[Saved entries]
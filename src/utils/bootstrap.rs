//! Bootstrap utilities for schemahero binaries.

use tracing_subscriber::{layer::SubscriberExt, util::SubscriberInitExt};

/// Environment variable holding the log filter.
pub const LOG_ENV_VAR: &str = "SCHEMAHERO_LOG";
/// Set to `json` for JSON log lines.
pub const LOG_FORMAT_ENV_VAR: &str = "SCHEMAHERO_LOG_FORMAT";

/// Initialize tracing with the SCHEMAHERO_LOG environment variable.
///
/// Defaults to "info" level if SCHEMAHERO_LOG is not set.
pub fn init_tracing() {
    let filter = tracing_subscriber::EnvFilter::try_from_env(LOG_ENV_VAR)
        .unwrap_or_else(|_| tracing_subscriber::EnvFilter::new("info"));
    let json = std::env::var(LOG_FORMAT_ENV_VAR).is_ok_and(|f| f.eq_ignore_ascii_case("json"));

    let registry = tracing_subscriber::registry().with(filter);
    if json {
        registry.with(tracing_subscriber::fmt::layer().json()).init();
    } else {
        registry.with(tracing_subscriber::fmt::layer()).init();
    }
}

/// Resolves when the process receives Ctrl-C or, on unix, SIGTERM.
pub async fn shutdown_signal() {
    let ctrl_c = async {
        if let Err(e) = tokio::signal::ctrl_c().await {
            tracing::warn!(error = %e, "Cannot listen for Ctrl-C");
            std::future::pending::<()>().await;
        }
    };

    #[cfg(unix)]
    let terminate = async {
        match tokio::signal::unix::signal(tokio::signal::unix::SignalKind::terminate()) {
            Ok(mut signal) => {
                signal.recv().await;
            }
            Err(e) => {
                tracing::warn!(error = %e, "Cannot listen for SIGTERM");
                std::future::pending::<()>().await;
            }
        }
    };
    #[cfg(not(unix))]
    let terminate = std::future::pending::<()>();

    tokio::select! {
        _ = ctrl_c => {},
        _ = terminate => {},
    }
    tracing::info!("Shutdown signal received");
}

Aim of the task: Using the records above, output exactly the lines from the first through the line that contains "pub fn init_tracing()", with both of those included.

Task result:
filename src/utils/bootstrap.rs
//! Bootstrap utilities for schemahero binaries.

use tracing_subscriber::{layer::SubscriberExt, util::SubscriberInitExt};

/// Environment variable holding the log filter.
pub const LOG_ENV_VAR: &str = "SCHEMAHERO_LOG";
/// Set to `json` for JSON log lines.
pub const LOG_FORMAT_ENV_VAR: &str = "SCHEMAHERO_LOG_FORMAT";

/// Initialize tracing with the SCHEMAHERO_LOG environment variable.
///
/// Defaults to "info" level if SCHEMAHERO_LOG is not set.
pub fn init_tracing() {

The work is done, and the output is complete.